--- Work to complete ---
Please retype, unchanged, each line from the top of the material below through the line where "pub const DEFAULT_SERVICE_TIMEOUT: Duration" appears.

--- Stored data ---

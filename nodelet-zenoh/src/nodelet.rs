//! Client for a remote nodelet manager.
//!
//! [`NodeletManagerClient`] wraps the `load_nodelet` and `unload_nodelet`
//! services a manager offers. Each operation resolves the service name
//! against the caller's node, waits for the manager with a bounded
//! deadline, and issues exactly one call.

use crate::{
    error::Result,
    node::Node,
    srv::{
        NodeletLoad, NodeletLoadRequest, NodeletUnload, NodeletUnloadRequest, Parameter,
        SetParameters, SetParametersRequest,
    },
};
use std::sync::Arc;
use std::time::Duration;
use tracing::{debug, info, warn};

/// Default deadline for waiting on a manager's services and replies.
pub const DEFAULT_SERVICE_TIMEOUT: Duration = Duration::from_secs(10);

/// Client for loading and unloading nodelets on a remote manager.
pub struct NodeletManagerClient {
    /// Node the service clients hang off.
    node: Arc<Node>,
    /// Manager name, absolute or relative to the node's namespace.
    manager: String,
    /// Deadline for service discovery and for each call.
    service_timeout: Duration,
}

impl NodeletManagerClient {
    /// Create a client for the given manager.
    ///
    /// # Errors
    ///
    /// Returns an error if `manager` is not a valid name.
    pub fn new(node: Arc<Node>, manager: &str, service_timeout: Duration) -> Result<Self> {
        nodelet_args::names::validate_topic_name(manager)?;
        Ok(Self {
            node,
            manager: manager.to_string(),
            service_timeout,
        })
    }

    /// The manager this client talks to.
    pub fn manager(&self) -> &str {
        &self.manager
    }

    /// Ask the manager to load a nodelet.
    ///
    /// Collects the remap rules active for the calling process and ships
    /// them with the request. After the manager confirms the load, the
    /// caller's parameter subtree is delivered to the new nodelet through
    /// its `set_parameters` service, so the nodelet ends up with the same
    /// configuration the caller was given.
    ///
    /// Returns the manager's verdict: `Ok(true)` if it instantiated the
    /// nodelet, `Ok(false)` if it declined.
    ///
    /// # Errors
    ///
    /// Returns [`crate::Error::ServiceUnavailable`] if the manager's
    /// `load_nodelet` service did not appear within the client's timeout,
    /// or [`crate::Error::Timeout`] if the call itself got no reply.
    pub async fn load_nodelet(&self, name: &str, type_name: &str) -> Result<bool> {
        let (remap_source_args, remap_target_args) = self.collect_remappings();

        // The target nodelet inherits the caller's parameter subtree
        let copied = {
            let ctx = self.node.context();
            let mut params = ctx.params().lock();
            params.load_from_args(ctx.args(), self.node.original_name())?;
            params.copy_subtree(self.node.original_name(), name)
        };
        if copied > 0 {
            debug!("staged {} parameter(s) for {}", copied, name);
        }

        let request = NodeletLoadRequest {
            name: name.to_string(),
            type_name: type_name.to_string(),
            remap_source_args,
            remap_target_args,
        };

        let service = format!("{}/load_nodelet", self.manager);
        let client = self.node.create_client::<NodeletLoad>(&service)?;

        info!(
            "waiting for service {} (timeout {:?})",
            client.fq_service_name(),
            self.service_timeout
        );
        client.wait_for_service(self.service_timeout).await?;

        let reply = client
            .call_with_timeout(&request, self.service_timeout)
            .await?;
        if reply.response.success {
            info!("loaded nodelet {} of type {}", name, type_name);
            // The nodelet is up, hand it the staged parameter subtree
            if let Err(e) = self.forward_parameters(name).await {
                warn!("failed to deliver parameters to {}: {}", name, e);
            }
        } else {
            warn!("manager refused to load nodelet {}", name);
        }
        Ok(reply.response.success)
    }

    /// Ship the parameter subtree staged under `name` to the loaded
    /// nodelet's `set_parameters` service.
    ///
    /// Nodelets run inside the manager process, which hosts the standard
    /// parameter services under each nodelet's name. Nothing staged means
    /// nothing to send.
    ///
    /// # Errors
    ///
    /// Returns [`crate::Error::ServiceUnavailable`] if the nodelet's
    /// parameter service did not appear within the client's timeout, or
    /// [`crate::Error::Timeout`] if the call itself got no reply.
    async fn forward_parameters(&self, name: &str) -> Result<()> {
        let parameters: Vec<Parameter> = {
            let ctx = self.node.context();
            let params = ctx.params().lock();
            let Some(subtree) = params.node_params(name) else {
                return Ok(());
            };
            subtree
                .iter()
                .map(|(param, value)| Parameter {
                    name: param.clone(),
                    value: value.into(),
                })
                .collect()
        };
        if parameters.is_empty() {
            return Ok(());
        }

        let service = format!("{}/set_parameters", name);
        let client = self.node.create_client::<SetParameters>(&service)?;
        client.wait_for_service(self.service_timeout).await?;

        let count = parameters.len();
        let reply = client
            .call_with_timeout(&SetParametersRequest { parameters }, self.service_timeout)
            .await?;
        for result in reply.response.results.iter().filter(|r| !r.successful) {
            warn!("{} rejected a parameter: {}", name, result.reason);
        }
        debug!("delivered {} parameter(s) to {}", count, name);
        Ok(())
    }

    /// Ask the manager to unload a nodelet.
    ///
    /// Returns `Ok(true)` if the manager removed the nodelet, `Ok(false)`
    /// if it declined (e.g. the name is not loaded).
    ///
    /// # Errors
    ///
    /// Same failure modes as [`NodeletManagerClient::load_nodelet`].
    pub async fn unload_nodelet(&self, name: &str) -> Result<bool> {
        let request = NodeletUnloadRequest {
            name: name.to_string(),
        };

        let service = format!("{}/unload_nodelet", self.manager);
        let client = self.node.create_client::<NodeletUnload>(&service)?;

        info!(
            "waiting for service {} (timeout {:?})",
            client.fq_service_name(),
            self.service_timeout
        );
        client.wait_for_service(self.service_timeout).await?;

        let reply = client
            .call_with_timeout(&request, self.service_timeout)
            .await?;
        if reply.response.success {
            info!("unloaded nodelet {}", name);
        } else {
            warn!("manager refused to unload nodelet {}", name);
        }
        Ok(reply.response.success)
    }

    /// Split the remap rules active for the calling node into
    /// index-aligned source/target vectors.
    ///
    /// Node-identity rules (`__node`, `__ns`) stay local, they already
    /// shaped this process's node and shouldn't leak into the nodelet.
    fn collect_remappings(&self) -> (Vec<String>, Vec<String>) {
        let mut sources = Vec::new();
        let mut targets = Vec::new();
        let ctx = self.node.context();
        for rule in ctx.args().get_remap_rules_for_node(self.node.original_name()) {
            if rule.from == "__node" || rule.from == "__ns" {
                continue;
            }
            info!("remapping {} -> {}", rule.from, rule.to);
            sources.push(rule.from.clone());
            targets.push(rule.to.clone());
        }
        (sources, targets)
    }
}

--- Task solution ---
filename nodelet-zenoh/src/nodelet.rs
//! Client for a remote nodelet manager.
//!
//! [`NodeletManagerClient`] wraps the `load_nodelet` and `unload_nodelet`
//! services a manager offers. Each operation resolves the service name
//! against the caller's node, waits for the manager with a bounded
//! deadline, and issues exactly one call.

use crate::{
    error::Result,
    node::Node,
    srv::{
        NodeletLoad, NodeletLoadRequest, NodeletUnload, NodeletUnloadRequest, Parameter,
        SetParameters, SetParametersRequest,
    },
};
use std::sync::Arc;
use std::time::Duration;
use tracing::{debug, info, warn};

/// Default deadline for waiting on a manager's services and replies.
pub const DEFAULT_SERVICE_TIMEOUT: Duration = Duration::from_secs(10);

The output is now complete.